Figure 3 : Aspect macroscopique d'une pièce de néphrectomie : volumineuse formation kystique multiloculée, refoulant le parenchyme rénal.
Figure 4 : Microscopie optique (HES, GO x 250). Détail de la paroi d'un néphrome kystique multiloculaire : aspect en clou de tapissier de l'épithélium.
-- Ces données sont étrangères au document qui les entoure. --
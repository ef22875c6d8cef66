//! Fleetbeat Common Library
//!
//! Shared types and utilities for the Fleetbeat agent and ingestion server:
//!
//! - [`config`] - Configuration loading (JSON5 format)
//! - [`paths`] - Coordination store node paths
//! - [`report`] - Property names, value encoding and the heartbeat wire type
//! - [`session`] - Zenoh session management
//! - [`error`] - Error types

pub mod config;
pub mod error;
pub mod paths;
pub mod report;
pub mod session;

pub use config::{
    BaseConfig, LogFormat, LoggingConfig, StoreBackend, StoreConfig, ZenohConfig, load_config,
    parse_config,
};
pub use error::{Error, Result};
pub use paths::{NodePaths, validate_device_name};
pub use report::{HeartbeatReport, Property, current_unix_secs, encode_fraction, encode_integer};
pub use session::connect;

/// Initialize tracing with the given configuration.
///
/// `RUST_LOG` takes precedence over the configured level.
///
/// # Example
///
/// ```ignore
/// use fleetbeat_common::{LoggingConfig, LogFormat, init_tracing};
///
/// let config = LoggingConfig {
///     level: "info".to_string(),
///     format: LogFormat::Json,
/// };
/// init_tracing(&config)?;
/// ```
pub fn init_tracing(config: &LoggingConfig) -> Result<()> {
    use tracing_subscriber::{EnvFilter, fmt, prelude::*};

    let filter =
        EnvFilter::try_from_default_env().unwrap_or_else(|_| EnvFilter::new(&config.level));

    let result = match config.format {
        LogFormat::Text => tracing_subscriber::registry()
            .with(fmt::layer())
            .with(filter)
            .try_init(),
        LogFormat::Json => tracing_subscriber::registry()
            .with(fmt::layer().json())
            .with(filter)
            .try_init(),
    };

    result.map_err(|e| Error::Config(format!("Failed to initialize tracing: {}", e)))
}
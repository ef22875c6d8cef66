//! CLI arguments shared by the agent and the ingestion server.

use std::path::PathBuf;

use clap::Args;
use fleetbeat_common::StoreBackend;

/// Common CLI arguments. Every flag overrides the matching config field.
#[derive(Args, Debug, Clone, Default)]
pub struct ServiceArgs {
    /// Path to configuration file (JSON5).
    #[arg(short, long)]
    pub config: Option<PathBuf>,

    /// Override log level (trace, debug, info, warn, error).
    #[arg(long)]
    pub log_level: Option<String>,

    /// Root node of the store for device info.
    #[arg(long)]
    pub root_name: Option<String>,

    /// Zenoh endpoint of the coordination store (e.g. tcp/10.0.0.1:7447).
    #[arg(long)]
    pub store_addr: Option<String>,

    /// Store backend (zenoh or memory).
    #[arg(long, value_name = "BACKEND")]
    pub store: Option<StoreBackend>,
}

#[cfg(test)]
mod tests {
    use super::*;
    use clap::Parser;

    #[derive(Parser, Debug)]
    struct Cli {
        #[command(flatten)]
        service: ServiceArgs,
    }

    #[test]
    fn test_parse_flags() {
        let cli = Cli::try_parse_from([
            "fleetbeat",
            "--config",
            "agent.json5",
            "--root-name",
            "devices",
            "--store-addr",
            "tcp/10.0.0.1:7447",
            "--store",
            "memory",
        ])
        .unwrap();

        assert_eq!(cli.service.config, Some(PathBuf::from("agent.json5")));
        assert_eq!(cli.service.root_name.as_deref(), Some("devices"));
        assert_eq!(cli.service.store_addr.as_deref(), Some("tcp/10.0.0.1:7447"));
        assert_eq!(cli.service.store, Some(StoreBackend::Memory));
        assert!(cli.service.log_level.is_none());
    }

    #[test]
    fn test_rejects_unknown_backend() {
        assert!(Cli::try_parse_from(["fleetbeat", "--store", "etcd"]).is_err());
    }
}
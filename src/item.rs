//! Catalogue entries.

use crate::codec::Codec;
use crate::constants::{CONTENT_TYPE_REL, HYPERCAT_MEDIA_TYPE};
use crate::metadata::Metadata;
use serde::{Deserialize, Deserializer, Serialize, Serializer};

/// One resource listed in a catalogue, identified by `href`.
///
/// `description` and `content_type` are first-class fields; `metadata` only
/// holds the remaining relations. Items are plain values: a catalogue stores
/// its own copy, so later edits to the caller's item never reach it.
#[derive(Clone, Debug, Default, PartialEq, Eq)]
pub struct Item {
    pub href: String,
    pub description: String,
    pub content_type: Option<String>,
    pub metadata: Metadata,
}

impl Item {
    pub fn new(href: impl Into<String>, description: impl Into<String>) -> Self {
        Self {
            href: href.into(),
            description: description.into(),
            content_type: None,
            metadata: Metadata::new(),
        }
    }

    /// Set the first-class content type. An empty string clears it, since
    /// the encoder never writes an empty content-type relation.
    pub fn with_content_type(mut self, content_type: impl Into<String>) -> Self {
        self.content_type = Some(content_type.into()).filter(|ct| !ct.is_empty());
        self
    }

    /// Append to the extra metadata.
    ///
    /// The relation is stored as given, even for the description or
    /// content-type relation; use the fields or [`Item::with_content_type`]
    /// for those. A content-type relation added here still counts for
    /// [`Item::is_catalogue`], but after an encode/decode round trip it comes
    /// back in `content_type` rather than `metadata`.
    pub fn add_rel(&mut self, rel: impl Into<String>, val: impl Into<String>) {
        self.metadata.append(rel, val);
    }

    pub fn replace_rel(&mut self, rel: &str, val: &str) {
        self.metadata.replace(rel, val);
    }

    /// True when this item references another HyperCat catalogue.
    ///
    /// Matches on the content-type relation only; the media type appearing
    /// under any other key does not count.
    pub fn is_catalogue(&self) -> bool {
        self.content_type.as_deref() == Some(HYPERCAT_MEDIA_TYPE)
            || self.metadata.contains(CONTENT_TYPE_REL, HYPERCAT_MEDIA_TYPE)
    }

    pub fn rels(&self) -> Vec<&str> {
        self.metadata.rels()
    }

    pub fn vals(&self, rel: &str) -> Vec<&str> {
        self.metadata.vals(rel)
    }
}

impl Serialize for Item {
    fn serialize<S: Serializer>(&self, serializer: S) -> Result<S::Ok, S::Error> {
        Codec::default().item_view(self).serialize(serializer)
    }
}

impl<'de> Deserialize<'de> for Item {
    fn deserialize<D: Deserializer<'de>>(deserializer: D) -> Result<Self, D::Error> {
        let value = serde_json::Value::deserialize(deserializer)?;
        Codec::default()
            .decode_item(value)
            .map_err(serde::de::Error::custom)
    }
}
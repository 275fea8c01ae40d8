//! Build, validate, and (de)serialize HyperCat catalogues.
//!
//! A catalogue is a flat list of [`Item`]s plus catalogue-level metadata.
//! Each item and the catalogue itself carry a description and an optional
//! content type as first-class fields, with any further relations kept in an
//! ordered [`Metadata`] list.
//!
//! ```ignore
//! use hypercat::{Catalogue, Codec, Item, SUPPORTS_SEARCH_REL, SIMPLE_SEARCH_VAL};
//!
//! let mut cat = Catalogue::new("Sensors");
//! cat.add_rel(SUPPORTS_SEARCH_REL, SIMPLE_SEARCH_VAL);
//! cat.add_item(Item::new("/sensor1", "Sensor 1"))?;
//!
//! let bytes = Codec::default().to_vec(&cat)?;
//! let decoded = hypercat::parse(bytes.as_slice())?;
//! ```
//!
//! [`Codec`] is parameterized by a [`WireFormat`], so documents from older
//! revisions can be read and rewritten in the current one.

pub mod catalogue;
pub mod codec;
pub mod constants;
pub mod error;
pub mod item;
pub mod metadata;
pub mod relation;
pub mod revision;

pub use catalogue::Catalogue;
pub use codec::{CatalogueView, Codec, ItemView, parse, parse_str};
pub use constants::*;
pub use error::{Error, Result};
pub use item::Item;
pub use metadata::Metadata;
pub use relation::Relation;
pub use revision::{Revision, WireFormat};
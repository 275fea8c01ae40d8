//! JSON encode/decode for items and catalogues.
//!
//! On the wire, `description` and `content_type` are ordinary relations in the
//! metadata list. Decoding lifts them out into first-class fields and
//! enforces the mandatory ones; encoding appends them after the extra
//! metadata. Field names and the content-type requirement come from the
//! [`WireFormat`] the codec was built with.
//!
//! Objects are written with explicit map serialization so key order on the
//! wire is `href`/`items` first, metadata second, regardless of how
//! `serde_json` orders its own maps.

use crate::catalogue::Catalogue;
use crate::error::{Error, Result};
use crate::item::Item;
use crate::metadata::Metadata;
use crate::relation::Relation;
use crate::revision::{Revision, WireFormat};
use serde::ser::SerializeMap;
use serde::{Serialize, Serializer};
use serde_json::{Map, Value};
use std::io::{Read, Write};
use tracing::debug;

#[derive(Clone, Debug, Default, PartialEq, Eq)]
pub struct Codec {
    format: WireFormat,
}

impl Codec {
    pub fn new(format: WireFormat) -> Self {
        Self { format }
    }

    pub fn for_revision(revision: Revision) -> Self {
        Self::new(revision.wire_format())
    }

    pub fn format(&self) -> &WireFormat {
        &self.format
    }

    /// Serializable view of `item` in this codec's wire format.
    pub fn item_view<'a>(&'a self, item: &'a Item) -> ItemView<'a> {
        ItemView {
            item,
            format: &self.format,
        }
    }

    /// Serializable view of `catalogue` in this codec's wire format.
    pub fn catalogue_view<'a>(&'a self, catalogue: &'a Catalogue) -> CatalogueView<'a> {
        CatalogueView {
            catalogue,
            format: &self.format,
        }
    }

    /// Encode `item` as a JSON value, the counterpart of [`Codec::decode_item`].
    ///
    /// `serde_json` maps do not keep insertion order, so use
    /// [`Codec::item_to_vec`] when key order on the wire matters. Relation
    /// order inside the metadata array is always kept.
    pub fn encode_item(&self, item: &Item) -> Result<Value> {
        Ok(serde_json::to_value(self.item_view(item))?)
    }

    /// Encode `catalogue` as a JSON value, the counterpart of
    /// [`Codec::decode_catalogue`].
    pub fn encode_catalogue(&self, catalogue: &Catalogue) -> Result<Value> {
        Ok(serde_json::to_value(self.catalogue_view(catalogue))?)
    }

    pub fn item_to_vec(&self, item: &Item) -> Result<Vec<u8>> {
        Ok(serde_json::to_vec(&self.item_view(item))?)
    }

    pub fn to_vec(&self, catalogue: &Catalogue) -> Result<Vec<u8>> {
        Ok(serde_json::to_vec(&self.catalogue_view(catalogue))?)
    }

    pub fn to_vec_pretty(&self, catalogue: &Catalogue) -> Result<Vec<u8>> {
        Ok(serde_json::to_vec_pretty(&self.catalogue_view(catalogue))?)
    }

    pub fn to_string(&self, catalogue: &Catalogue) -> Result<String> {
        Ok(serde_json::to_string(&self.catalogue_view(catalogue))?)
    }

    pub fn to_writer<W: Write>(&self, writer: W, catalogue: &Catalogue) -> Result<()> {
        serde_json::to_writer(writer, &self.catalogue_view(catalogue))?;
        Ok(())
    }

    pub fn decode_item_slice(&self, bytes: &[u8]) -> Result<Item> {
        self.decode_item(serde_json::from_slice(bytes)?)
    }

    pub fn from_slice(&self, bytes: &[u8]) -> Result<Catalogue> {
        self.decode_catalogue(serde_json::from_slice(bytes)?)
    }

    pub fn from_str(&self, input: &str) -> Result<Catalogue> {
        self.decode_catalogue(serde_json::from_str(input)?)
    }

    pub fn from_reader<R: Read>(&self, reader: R) -> Result<Catalogue> {
        self.decode_catalogue(serde_json::from_reader(reader)?)
    }

    /// Decode `bytes` with this codec and re-encode them with `target`.
    pub fn transcode(&self, bytes: &[u8], target: &Codec) -> Result<Vec<u8>> {
        let catalogue = self.from_slice(bytes)?;
        debug!(
            from = %self.format.revision,
            to = %target.format.revision,
            items = catalogue.len(),
            "transcoding catalogue"
        );
        target.to_vec(&catalogue)
    }

    pub fn decode_item(&self, value: Value) -> Result<Item> {
        let mut object: Map<String, Value> = serde_json::from_value(value)?;
        let href: String = take_field(&mut object, "href")?.unwrap_or_default();
        let relations: Vec<Relation> =
            take_field(&mut object, &self.format.item_metadata_field)?.unwrap_or_default();
        let split = self.split(relations);

        if href.is_empty() {
            return Err(Error::MissingHref);
        }
        if split.description.is_empty() {
            return Err(Error::MissingDescription);
        }

        Ok(Item {
            href,
            description: split.description,
            content_type: split.content_type,
            metadata: split.extra,
        })
    }

    pub fn decode_catalogue(&self, value: Value) -> Result<Catalogue> {
        let mut object: Map<String, Value> = serde_json::from_value(value)?;
        let raw_items: Vec<Value> = take_field(&mut object, "items")?.unwrap_or_default();
        let relations: Vec<Relation> =
            take_field(&mut object, &self.format.catalogue_metadata_field)?.unwrap_or_default();

        let items = raw_items
            .into_iter()
            .map(|raw| self.decode_item(raw))
            .collect::<Result<Vec<_>>>()?;

        let relation_count = relations.len();
        let split = self.split(relations);
        if split.description.is_empty() {
            return Err(Error::MissingDescription);
        }
        if self.format.require_content_type && split.content_type.is_none() {
            return Err(Error::MissingContentType);
        }

        debug!(
            revision = %self.format.revision,
            items = items.len(),
            relations = relation_count,
            "decoded catalogue"
        );
        Catalogue::from_parts(split.description, split.content_type, split.extra, items)
    }

    // Last occurrence of either mandatory relation wins; an empty content type
    // counts as absent.
    fn split(&self, relations: Vec<Relation>) -> SplitMetadata {
        let mut split = SplitMetadata::default();
        for relation in relations {
            if relation.rel == self.format.description_rel {
                split.description = relation.val;
            } else if relation.rel == self.format.content_type_rel {
                split.content_type = Some(relation.val).filter(|val| !val.is_empty());
            } else {
                split.extra.push(relation);
            }
        }
        split
    }
}

/// Parse a catalogue in the canonical format from `reader`.
pub fn parse<R: Read>(reader: R) -> Result<Catalogue> {
    Codec::default().from_reader(reader)
}

pub fn parse_str(input: &str) -> Result<Catalogue> {
    Codec::default().from_str(input)
}

#[derive(Default)]
struct SplitMetadata {
    description: String,
    content_type: Option<String>,
    extra: Metadata,
}

// Missing and `null` both read as absent.
fn take_field<T: serde::de::DeserializeOwned>(
    object: &mut Map<String, Value>,
    key: &str,
) -> Result<Option<T>> {
    match object.remove(key) {
        None | Some(Value::Null) => Ok(None),
        Some(value) => Ok(Some(serde_json::from_value(value)?)),
    }
}

#[derive(Serialize)]
struct RelationRef<'a> {
    rel: &'a str,
    val: &'a str,
}

fn wire_relations<'a>(
    format: &'a WireFormat,
    extra: &'a Metadata,
    description: &'a str,
    content_type: Option<&'a str>,
) -> Vec<RelationRef<'a>> {
    let mut relations: Vec<RelationRef<'a>> = extra
        .iter()
        .map(|r| RelationRef {
            rel: &r.rel,
            val: &r.val,
        })
        .collect();
    if !description.is_empty() {
        relations.push(RelationRef {
            rel: &format.description_rel,
            val: description,
        });
    }
    if let Some(content_type) = content_type.filter(|ct| !ct.is_empty()) {
        relations.push(RelationRef {
            rel: &format.content_type_rel,
            val: content_type,
        });
    }
    relations
}

pub struct ItemView<'a> {
    item: &'a Item,
    format: &'a WireFormat,
}

impl Serialize for ItemView<'_> {
    fn serialize<S: Serializer>(&self, serializer: S) -> std::result::Result<S::Ok, S::Error> {
        let relations = wire_relations(
            self.format,
            &self.item.metadata,
            &self.item.description,
            self.item.content_type.as_deref(),
        );
        let mut map = serializer.serialize_map(Some(2))?;
        map.serialize_entry("href", &self.item.href)?;
        map.serialize_entry(self.format.item_metadata_field.as_str(), &relations)?;
        map.end()
    }
}

pub struct CatalogueView<'a> {
    catalogue: &'a Catalogue,
    format: &'a WireFormat,
}

impl Serialize for CatalogueView<'_> {
    fn serialize<S: Serializer>(&self, serializer: S) -> std::result::Result<S::Ok, S::Error> {
        let items: Vec<ItemView<'_>> = self
            .catalogue
            .items()
            .iter()
            .map(|item| ItemView {
                item,
                format: self.format,
            })
            .collect();
        let relations = wire_relations(
            self.format,
            &self.catalogue.metadata,
            &self.catalogue.description,
            self.catalogue.content_type.as_deref(),
        );
        let mut map = serializer.serialize_map(Some(2))?;
        map.serialize_entry("items", &items)?;
        map.serialize_entry(self.format.catalogue_metadata_field.as_str(), &relations)?;
        map.end()
    }
}
//! Ordered, duplicate-permitting relation lists.
//!
//! Insertion order is significant: it is the order relations appear on the
//! wire. Lookups never fail; a missing key yields `None` or an empty list.

use crate::relation::Relation;
use serde::{Deserialize, Serialize};

#[derive(Clone, Debug, Default, PartialEq, Eq, Serialize, Deserialize)]
#[serde(transparent)]
pub struct Metadata(Vec<Relation>);

impl Metadata {
    pub fn new() -> Self {
        Self::default()
    }

    /// Append a relation at the end. Duplicate keys are kept.
    pub fn append(&mut self, rel: impl Into<String>, val: impl Into<String>) {
        self.push(Relation::new(rel, val));
    }

    pub fn push(&mut self, relation: Relation) {
        self.0.push(relation);
    }

    /// Overwrite the value of every relation keyed `rel`.
    ///
    /// No-op when the key is absent.
    pub fn replace(&mut self, rel: &str, val: &str) {
        for relation in self.0.iter_mut().filter(|r| r.rel == rel) {
            *relation = Relation::new(rel, val);
        }
    }

    /// All keys in insertion order, duplicates included.
    pub fn rels(&self) -> Vec<&str> {
        self.0.iter().map(|r| r.rel.as_str()).collect()
    }

    /// All values keyed `rel`, in insertion order.
    pub fn vals(&self, rel: &str) -> Vec<&str> {
        self.0
            .iter()
            .filter(|r| r.rel == rel)
            .map(|r| r.val.as_str())
            .collect()
    }

    /// First value keyed `rel`.
    pub fn get(&self, rel: &str) -> Option<&str> {
        self.0
            .iter()
            .find(|r| r.rel == rel)
            .map(|r| r.val.as_str())
    }

    /// True when an exact `(rel, val)` pair is present.
    pub fn contains(&self, rel: &str, val: &str) -> bool {
        self.0.iter().any(|r| r.rel == rel && r.val == val)
    }

    pub fn iter(&self) -> std::slice::Iter<'_, Relation> {
        self.0.iter()
    }

    pub fn len(&self) -> usize {
        self.0.len()
    }

    pub fn is_empty(&self) -> bool {
        self.0.is_empty()
    }
}

impl From<Vec<Relation>> for Metadata {
    fn from(relations: Vec<Relation>) -> Self {
        Self(relations)
    }
}

impl FromIterator<Relation> for Metadata {
    fn from_iter<I: IntoIterator<Item = Relation>>(iter: I) -> Self {
        Self(iter.into_iter().collect())
    }
}

impl Extend<Relation> for Metadata {
    fn extend<I: IntoIterator<Item = Relation>>(&mut self, iter: I) {
        self.0.extend(iter);
    }
}

impl IntoIterator for Metadata {
    type Item = Relation;
    type IntoIter = std::vec::IntoIter<Relation>;

    fn into_iter(self) -> Self::IntoIter {
        self.0.into_iter()
    }
}

impl<'a> IntoIterator for &'a Metadata {
    type Item = &'a Relation;
    type IntoIter = std::slice::Iter<'a, Relation>;

    fn into_iter(self) -> Self::IntoIter {
        self.0.iter()
    }
}

#[cfg(test)]
mod tests {
    use super::*;

    fn sample() -> Metadata {
        let mut metadata = Metadata::new();
        metadata.append("A", "1");
        metadata.append("B", "2");
        metadata.append("A", "3");
        metadata
    }

    #[test]
    fn rels_preserve_order_and_duplicates() {
        assert_eq!(sample().rels(), vec!["A", "B", "A"]);
    }

    #[test]
    fn vals_collect_every_match() {
        let metadata = sample();
        assert_eq!(metadata.vals("A"), vec!["1", "3"]);
        assert!(metadata.vals("missing").is_empty());
    }

    #[test]
    fn get_returns_first_match() {
        let metadata = sample();
        assert_eq!(metadata.get("A"), Some("1"));
        assert_eq!(metadata.get("missing"), None);
    }

    #[test]
    fn replace_rewrites_all_matching_entries() {
        let mut metadata = sample();
        metadata.replace("A", "9");
        assert_eq!(metadata.vals("A"), vec!["9", "9"]);
        assert_eq!(metadata.rels(), vec!["A", "B", "A"]);
    }

    #[test]
    fn replace_missing_key_is_noop() {
        let mut metadata = sample();
        metadata.replace("C", "9");
        assert_eq!(metadata, sample());
    }

    #[test]
    fn serializes_as_plain_array() {
        let mut metadata = Metadata::new();
        metadata.append("relation1", "value");
        metadata.append("relation2", "value");
        assert_eq!(
            serde_json::to_string(&metadata).unwrap(),
            r#"[{"rel":"relation1","val":"value"},{"rel":"relation2","val":"value"}]"#
        );
    }
}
L'examen immuno-histochimique du néphrome kystique de l'adulte amène à discuter la dénomination de cette entité pathologique. Auparavant, il était classique d'opposer d'une part le néphrome kystique de l'adulte, d'autre part les pathologies pédiatriques : tumeurs de Wilm's et néphroblastome kystique partiellement différencié [9]. Certains décrivaient même la première comme une maturation finale des deux autres [14]. Depuis les travaux de Eble et Bonsib, le néphrome kystique de l'adulte est considéré comme une entité intermédiaire avec comme meilleur argument, les caractéristiques immunohistochimiques communes [5, 18].

Conclusion

Le diagnostic de néphrome kystique est rare et difficile. Les signes cliniques et radiologiques n'apportent qu'un faisceau d'arguments, seule une étude anatomopathologique permet d'affirmer le diagnostic. Sa prise en charge est simple et curative par néphrectomie partielle ou totale puisqu'il ne dégénère qu'exceptionnellement. Enfin, les connaissances actuelles de l'embryogénèse et les données de l'immuno-histochimie ne permettent pas encore d'identifier de façon formelle l'existence d'une corrélation entre tumeur de Wilms, néphroblastome kystique de l'enfant et néphrome kystique de l'adulte.